4. The high cost of factor XA, additional purification from factor XA and hydrolysis products, as well as additional control the presence of factor Xa in the finished product significantly increases the cost of the drug.

Closest to the claimed invention can be considered a method for cleaning bN-GlcNAcase StrH, disclosed in Benjamin Pluvinage at al, Conformational Analysis of StrH, the Surface-Attached exo-b-dN-Acetylglucosaminidase from Streptococcus pneumoniae, // Journal of Molecular Biology- 2013 .- V. 425.- N. 23. -P. 334-349. This method involves the purification of a homologous variant of the enzyme and its variants in the form of a fusion protein with a polyhistidine sequence, in analytical quantities. The target proteins were purified by metal chelate chromatography on an IMAC Sepharose, followed by thrombin hydrolysis and anion exchange chromatography on UNOsphere Q (Bio-Rad Laboratories), gel filtration on Sephacryl S200 (GE Biosciences), followed by concentration by ultrafiltration using a 10 kDa cut-off membrane. This purification scheme using thrombin is unacceptable for large-scale production of the drug due to the already mentioned reasons for the hydrolysis of factor Xa. In addition, the authors did not report the level of bacterial endotoxins in the preparation. The removal of bacterial endotoxins is a fundamental and necessary requirement, both from the point of view of Russian and international standards (GF XIII, Document Q AS / 11.452 FINAL July 2012). However, it often remains a technically difficult task, therefore, the content of bacterial endotoxins in the intermediate products used in the manufacture of drugs is a critical parameter. When assessing the quality of intermediates such as glycosidases, in addition to matching substrate specificity, activity, Potentially dangerous contaminants such as bacterial endotoxins and cellular DNA, including potentially oncogenic, as well as drug homogeneity, are evaluated.

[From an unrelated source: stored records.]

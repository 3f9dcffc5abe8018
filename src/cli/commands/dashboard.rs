//! Dashboard command implementation
//!
//! The single entry point that launches the interactive session: loads
//! the processed dataset from its fixed location, caches it for the
//! session, and recomputes the five views on every filter change.

use super::shared::{load_configuration, resolve_data_path, resolve_zones_path, setup_logging};
use crate::cli::args::DashboardArgs;
use crate::cli::input::{DashboardCommand, print_command_help, read_command};
use crate::dashboard::{DashboardSession, render};
use crate::error::{Result, TaxiError};
use crate::models::FilterSelection;
use colored::*;
use tracing::{debug, info};

/// Run the interactive dashboard session
pub fn run_dashboard(args: DashboardArgs) -> Result<()> {
    setup_logging(args.get_log_level(), false)?;

    info!("Starting dashboard session");
    debug!("Command line arguments: {:?}", args);

    let mut config = load_configuration(args.config_file.as_deref())?;
    if let Some(max_rows) = args.max_rows {
        config.dashboard.max_session_rows = Some(max_rows);
    }
    config.validate()?;

    let data_path = resolve_data_path(args.data_path.as_deref(), &config);
    let zones_path = resolve_zones_path(args.zones_path.as_deref(), &config);

    let session = DashboardSession::load(&data_path, &zones_path, config)?;
    print_banner(&session)?;

    let mut selection = FilterSelection::default();
    show_views(&session, &selection)?;
    print_command_help();

    loop {
        let command = match read_command() {
            Ok(command) => command,
            Err(TaxiError::InvalidFilter { reason }) => {
                println!("{} {}", "error:".bright_red(), reason);
                continue;
            }
            Err(e) => return Err(e),
        };

        match command {
            DashboardCommand::Noop => continue,
            DashboardCommand::Help => {
                print_command_help();
                continue;
            }
            DashboardCommand::Quit => break,
            DashboardCommand::Reset => selection = FilterSelection::default(),
            DashboardCommand::SetDates(start, end) => selection.date_range = Some((start, end)),
            DashboardCommand::ClearDates => selection.date_range = None,
            DashboardCommand::SetHours(lo, hi) => selection.hour_range = (lo, hi),
            DashboardCommand::SetPayments(codes) => selection.payment_types = Some(codes),
            DashboardCommand::ClearPayments => selection.payment_types = None,
        }

        show_views(&session, &selection)?;
    }

    info!("Dashboard session ended");
    println!("{}", "Session ended".bright_green());
    Ok(())
}

/// Recompute and render the views; a bad selection is reported at the
/// prompt without ending the session
fn show_views(session: &DashboardSession, selection: &FilterSelection) -> Result<()> {
    match session.compute_views(selection) {
        Ok(views) => {
            render::print_views(&views, selection);
            Ok(())
        }
        Err(TaxiError::InvalidFilter { reason }) => {
            println!("{} {}", "error:".bright_red(), reason);
            Ok(())
        }
        Err(e) => Err(e),
    }
}

fn print_banner(session: &DashboardSession) -> Result<()> {
    let summary = session.summary()?;

    println!("{}", "NYC Taxi Trip Dashboard".bright_green().bold());
    println!(
        "  {} {}",
        "Trips loaded:".bright_cyan(),
        summary.rows.to_string().bright_white().bold()
    );
    if let (Some(first), Some(last)) = (&summary.first_pickup, &summary.last_pickup) {
        println!(
            "  {} {} to {}",
            "Pickup range:".bright_cyan(),
            first,
            last
        );
    }
    println!(
        "  {} {}",
        "Zones known:".bright_cyan(),
        summary.zone_count.to_string().bright_white()
    );
    Ok(())
}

 To solve the problem of obtaining highly purified bN-GlcNAcase StrH in industrial volumes, the inventors propose a new method for producing recombinant bN-GlcNAcase StrH from Streptococcus pneumoniae, including the synthesis of a DNA sequence optimized for translation into E. cola encoding the bN-GlcNAcase StrH protein, the nucleotide sequence of which is shown as part of SEQ ID N01, the construction of an expression plasmid vector encoding a chimeric protein with N-terminal chimerization composed of peptide sequences of six histidines, the recognition site thrombin and 1117 amino acid residues (without signal peptide, one of two G5 domains and an anchor peptide) b-N-GlcNAcase StrH from Streptococcus pneumoniae (amino acid sequence represented by SEQ ID NO 2), production of recombinant protein by products in E. coli, purification protein from the soluble fraction of the cell lysate using metal chelate chromatography on IMAC Sepharose, chromatography in slip mode on Blue Sepharose FF, anion exchange chromatography on Toyopearl Giga Cap Q-65 OM, chromatography in slip mode on Butyl Capto, concentrating anion exchange chromatograph iju on Q Sepharose FF, in a yield of highly active drug bϋ1oNAϋ38e StrH, suitable for use in the production of drugs and glikobiologicheskih research, not less than 0.04 g per liter of bacterial culture.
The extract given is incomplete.